Bei Krimis ist das egal, denn da geht es um die Hauptfigur, die in immer neue Fälle geworfen wird. Bei der Belletristik kann es vor allem im humorigen Bereich wie "Maria, ihm schmeckt's nicht", funktionieren. Aber auch da kann es schiefgehen, wie wir bei der aktuellen "Bridget Jones"-Fortsetzung erleben; da war einfach zu viel Zeit dazwischen verstrichen, und die Autorin hat sich total vergaloppiert mit ihren Reminiszenzen an ihre berühmten Star-Freunde und einer total unglaubwürdigen Figur, was mir deswegen so negativ auffällt, weil sie mein Alter hat und ich sagen kann: so sind wir in diesem Alter nicht.

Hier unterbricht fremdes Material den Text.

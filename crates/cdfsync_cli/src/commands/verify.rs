//! Verify command implementation.

use super::require_ledger;
use cdfsync_tracker::{scan_ledger, FileBackend, LedgerEntry, ScanReport, TrackStatus};
use std::path::Path;

/// Verification result.
#[derive(Debug, Default)]
pub struct VerifyResult {
    /// Intact frames.
    pub frames: usize,
    /// Upsert frames.
    pub upserts: usize,
    /// Delete frames.
    pub deletes: usize,
    /// Purge markers.
    pub purges: usize,
    /// Bytes after the last intact frame.
    pub torn_bytes: u64,
    /// Records that are intact on disk but inconsistent.
    pub warnings: Vec<String>,
}

impl VerifyResult {
    fn from_scan(report: &ScanReport) -> Self {
        let mut result = Self {
            frames: report.entries.len(),
            torn_bytes: report.torn_bytes(),
            ..Self::default()
        };
        for (offset, entry) in &report.entries {
            match entry {
                LedgerEntry::Upsert(record) => {
                    result.upserts += 1;
                    if record.status != TrackStatus::Queued
                        && (record.hash.is_none() || record.local.is_none())
                    {
                        result.warnings.push(format!(
                            "Record {} at offset {} is {} without a hash or local object",
                            record.uuid, offset, record.status
                        ));
                    }
                }
                LedgerEntry::Delete(_) => result.deletes += 1,
                LedgerEntry::Purge => result.purges += 1,
            }
        }
        result
    }
}

/// Runs the verify command.
pub fn run(path: &Path) -> Result<(), Box<dyn std::error::Error>> {
    require_ledger(path)?;
    println!("Verifying ledger at {:?}", path);
    println!();

    let backend = FileBackend::open(path)?;
    let report = match scan_ledger(&backend) {
        Ok(report) => report,
        Err(e) => {
            println!("  ERROR: {}", e);
            println!();
            println!("✗ Ledger verification failed");
            return Err("Verification failed".into());
        }
    };

    let result = VerifyResult::from_scan(&report);
    println!(
        "  Frames: {} (upserts: {}, deletes: {}, purges: {})",
        result.frames, result.upserts, result.deletes, result.purges
    );
    if result.torn_bytes > 0 {
        println!("  Torn tail: {} bytes (dropped on next open)", result.torn_bytes);
    }
    for warning in &result.warnings {
        println!("    WARNING: {}", warning);
    }

    println!();
    println!("✓ Ledger verification passed");
    Ok(())
}

#[cfg(test)]
mod tests {
    use super::*;
    use cdfsync_protocol::{ContentHash, EntityUuid, LocalId};
    use cdfsync_tracker::{ImportTracker, LedgerTracker};
    use tempfile::tempdir;

    fn uuid(n: u8) -> EntityUuid {
        EntityUuid::from_bytes([n; 16])
    }

    #[test]
    fn counts_frames_by_kind() {
        let dir = tempdir().unwrap();
        let path = dir.path().join("imports.ledger");
        {
            let tracker = LedgerTracker::open_file(&path).unwrap();
            for n in 1..=2 {
                tracker
                    .track_imported(&uuid(n), &ContentHash::new("h"), &LocalId::new("node", "1"))
                    .unwrap();
            }
            tracker.delete(&uuid(1)).unwrap();
            tracker.purge().unwrap();
        }

        let report = scan_ledger(&FileBackend::open(&path).unwrap()).unwrap();
        let result = VerifyResult::from_scan(&report);
        assert_eq!(result.frames, 4);
        assert_eq!(result.upserts, 2);
        assert_eq!(result.deletes, 1);
        assert_eq!(result.purges, 1);
        assert_eq!(result.torn_bytes, 0);
        assert!(result.warnings.is_empty());
    }

    #[test]
    fn missing_ledger_is_an_error() {
        let dir = tempdir().unwrap();
        assert!(run(&dir.path().join("absent.ledger")).is_err());
        assert!(!dir.path().join("absent.ledger").exists());
    }
}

: Wenn man einen so großen Hintergrund hat wie bei Waldsee, dann gibt es da so viele unerzählte Geschichten, dass man auch als Autor gern länger auf der Welt verweilt und sie weiterentdecken will. Bequemlichkeit spielt dabei keine Rolle, denn der Anspruch an die Folgebände ist bei der Leserschaft natürlich hoch, und den muss man erfüllen. Das heißt, man muss jede Menge Neues bieten, und damit entwickelt man ja im Grunde auch wieder alles neu (andere Städte, Länder ...), lediglich aufgebaut auf einer vorhandenen Basis. Und bei Bezügen zu früheren Bänden, und mögen sie auch noch so kurz gehalten sein, muss man sogar bei sich selbst noch sorgfältig recherchieren. Geographische und historische Fehler darf man sich als Autor hier keinesfalls erlauben.
Insofern würde ich sagen, ist der Aufwand, was den Weltenbau betrifft, bei beiden Varianten - altbekannte Welt und ganz neu entworfene Welt - gleich. Und beides hat seinen Reiz und ist schön.
Die Leser, wenn ihnen die Welt gefällt, wollen sich natürlich liebend gern weiter auf vertrautem Terrain tummeln und dabei neue Facetten entdecken. Diese berühmte "Nachhaltigkeit", das kommt einfach gut. Serien verkaufen sich viel besser als Einzelromane, weil die Leser sich schon auskennen.